*Collected data entries:*

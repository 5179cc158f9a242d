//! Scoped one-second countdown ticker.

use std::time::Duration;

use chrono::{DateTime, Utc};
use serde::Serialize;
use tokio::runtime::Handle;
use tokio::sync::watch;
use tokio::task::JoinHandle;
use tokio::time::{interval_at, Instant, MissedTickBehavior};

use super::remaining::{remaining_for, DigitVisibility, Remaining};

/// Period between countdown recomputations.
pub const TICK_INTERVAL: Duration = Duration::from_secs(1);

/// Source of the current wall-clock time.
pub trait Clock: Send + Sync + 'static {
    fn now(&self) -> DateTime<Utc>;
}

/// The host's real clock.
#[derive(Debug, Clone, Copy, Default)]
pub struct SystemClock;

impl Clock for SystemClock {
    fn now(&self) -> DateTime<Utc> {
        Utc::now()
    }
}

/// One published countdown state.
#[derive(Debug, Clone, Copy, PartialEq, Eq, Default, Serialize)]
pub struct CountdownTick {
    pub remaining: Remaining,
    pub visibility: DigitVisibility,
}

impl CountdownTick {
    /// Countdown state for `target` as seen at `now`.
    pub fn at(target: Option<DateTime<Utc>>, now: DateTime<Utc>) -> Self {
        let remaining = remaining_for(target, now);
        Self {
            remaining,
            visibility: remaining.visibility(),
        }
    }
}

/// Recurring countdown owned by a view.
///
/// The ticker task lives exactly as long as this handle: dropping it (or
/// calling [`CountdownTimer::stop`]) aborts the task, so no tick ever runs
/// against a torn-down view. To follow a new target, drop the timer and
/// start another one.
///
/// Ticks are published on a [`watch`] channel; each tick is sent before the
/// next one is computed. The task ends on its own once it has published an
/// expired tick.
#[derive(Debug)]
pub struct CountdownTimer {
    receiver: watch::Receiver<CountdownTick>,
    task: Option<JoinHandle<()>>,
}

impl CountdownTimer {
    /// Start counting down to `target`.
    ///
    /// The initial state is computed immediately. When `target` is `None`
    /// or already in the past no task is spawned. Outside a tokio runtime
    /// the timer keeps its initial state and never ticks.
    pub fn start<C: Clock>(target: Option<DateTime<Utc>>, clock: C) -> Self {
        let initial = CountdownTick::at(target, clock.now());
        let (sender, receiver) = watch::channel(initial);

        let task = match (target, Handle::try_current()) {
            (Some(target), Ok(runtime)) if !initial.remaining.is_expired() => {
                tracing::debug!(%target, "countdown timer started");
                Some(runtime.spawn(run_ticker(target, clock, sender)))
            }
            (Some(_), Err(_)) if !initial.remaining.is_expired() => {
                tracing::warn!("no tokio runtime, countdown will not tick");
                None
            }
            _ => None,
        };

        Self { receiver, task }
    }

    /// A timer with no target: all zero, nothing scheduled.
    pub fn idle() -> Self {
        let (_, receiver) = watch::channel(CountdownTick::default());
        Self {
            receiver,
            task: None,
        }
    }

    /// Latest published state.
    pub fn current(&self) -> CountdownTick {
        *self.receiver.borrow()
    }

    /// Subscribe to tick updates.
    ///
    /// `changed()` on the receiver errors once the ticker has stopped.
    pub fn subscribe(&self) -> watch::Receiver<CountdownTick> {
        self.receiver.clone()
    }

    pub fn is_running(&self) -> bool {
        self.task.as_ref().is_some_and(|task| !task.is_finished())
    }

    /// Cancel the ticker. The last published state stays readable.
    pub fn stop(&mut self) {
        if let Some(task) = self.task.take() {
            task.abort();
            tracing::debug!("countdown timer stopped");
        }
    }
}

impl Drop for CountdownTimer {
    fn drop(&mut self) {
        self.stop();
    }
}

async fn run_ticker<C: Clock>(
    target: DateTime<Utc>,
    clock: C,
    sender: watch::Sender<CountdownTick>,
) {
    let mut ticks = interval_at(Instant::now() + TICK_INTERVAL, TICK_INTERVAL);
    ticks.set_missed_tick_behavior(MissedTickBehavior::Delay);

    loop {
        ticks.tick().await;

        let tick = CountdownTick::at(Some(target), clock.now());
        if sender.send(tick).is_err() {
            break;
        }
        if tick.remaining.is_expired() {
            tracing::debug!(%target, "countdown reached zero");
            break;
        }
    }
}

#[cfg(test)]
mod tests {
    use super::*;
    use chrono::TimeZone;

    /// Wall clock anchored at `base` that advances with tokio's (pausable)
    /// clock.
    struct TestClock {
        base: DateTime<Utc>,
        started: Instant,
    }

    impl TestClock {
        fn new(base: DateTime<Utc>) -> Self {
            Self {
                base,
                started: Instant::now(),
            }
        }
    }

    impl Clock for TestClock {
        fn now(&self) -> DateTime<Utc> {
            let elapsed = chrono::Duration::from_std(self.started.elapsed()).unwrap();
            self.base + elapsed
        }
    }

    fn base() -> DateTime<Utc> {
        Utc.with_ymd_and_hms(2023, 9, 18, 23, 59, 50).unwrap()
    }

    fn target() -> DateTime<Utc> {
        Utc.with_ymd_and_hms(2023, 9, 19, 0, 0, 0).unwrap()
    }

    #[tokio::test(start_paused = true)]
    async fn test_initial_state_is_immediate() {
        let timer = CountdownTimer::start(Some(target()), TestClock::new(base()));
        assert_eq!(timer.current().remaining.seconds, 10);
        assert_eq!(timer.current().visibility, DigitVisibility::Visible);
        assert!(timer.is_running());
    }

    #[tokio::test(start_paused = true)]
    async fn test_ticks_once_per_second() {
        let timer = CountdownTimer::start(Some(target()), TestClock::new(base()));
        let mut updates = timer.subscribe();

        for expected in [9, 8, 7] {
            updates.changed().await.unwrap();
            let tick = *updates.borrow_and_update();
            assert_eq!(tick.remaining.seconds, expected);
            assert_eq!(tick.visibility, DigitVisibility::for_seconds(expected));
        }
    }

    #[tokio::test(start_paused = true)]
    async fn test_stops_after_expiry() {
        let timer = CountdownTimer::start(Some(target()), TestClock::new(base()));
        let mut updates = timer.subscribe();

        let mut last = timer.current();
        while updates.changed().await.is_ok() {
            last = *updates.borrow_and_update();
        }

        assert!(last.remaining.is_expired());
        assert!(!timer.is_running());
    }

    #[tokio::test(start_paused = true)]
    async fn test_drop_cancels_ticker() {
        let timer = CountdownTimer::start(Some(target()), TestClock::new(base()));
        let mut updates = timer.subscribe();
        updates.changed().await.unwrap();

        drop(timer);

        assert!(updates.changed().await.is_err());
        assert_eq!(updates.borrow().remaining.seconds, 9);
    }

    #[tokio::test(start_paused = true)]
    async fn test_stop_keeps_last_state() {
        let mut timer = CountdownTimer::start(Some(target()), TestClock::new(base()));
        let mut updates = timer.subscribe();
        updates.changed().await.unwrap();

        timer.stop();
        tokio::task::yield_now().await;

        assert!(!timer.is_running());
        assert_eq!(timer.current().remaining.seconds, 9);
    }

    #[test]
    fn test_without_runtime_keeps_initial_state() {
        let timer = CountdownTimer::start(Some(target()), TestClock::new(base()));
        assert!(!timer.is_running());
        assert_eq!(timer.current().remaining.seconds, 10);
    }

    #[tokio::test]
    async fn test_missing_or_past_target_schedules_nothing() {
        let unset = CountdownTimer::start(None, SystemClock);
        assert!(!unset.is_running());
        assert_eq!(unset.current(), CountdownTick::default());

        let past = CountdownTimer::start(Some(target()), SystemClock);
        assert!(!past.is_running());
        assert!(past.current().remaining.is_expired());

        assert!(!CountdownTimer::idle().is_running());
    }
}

*Directions for this task:*
Exact reproduction is required. Give the lines of the data from its first line through the line containing "#[derive(Debug, Clone, Copy, Default)]", and no others.

*Response area:*
repository 5179cc158f9a242d
//! Scoped one-second countdown ticker.

use std::time::Duration;

use chrono::{DateTime, Utc};
use serde::Serialize;
use tokio::runtime::Handle;
use tokio::sync::watch;
use tokio::task::JoinHandle;
use tokio::time::{interval_at, Instant, MissedTickBehavior};

use super::remaining::{remaining_for, DigitVisibility, Remaining};

/// Period between countdown recomputations.
pub const TICK_INTERVAL: Duration = Duration::from_secs(1);

/// Source of the current wall-clock time.
pub trait Clock: Send + Sync + 'static {
    fn now(&self) -> DateTime<Utc>;
}

/// The host's real clock.
#[derive(Debug, Clone, Copy, Default)]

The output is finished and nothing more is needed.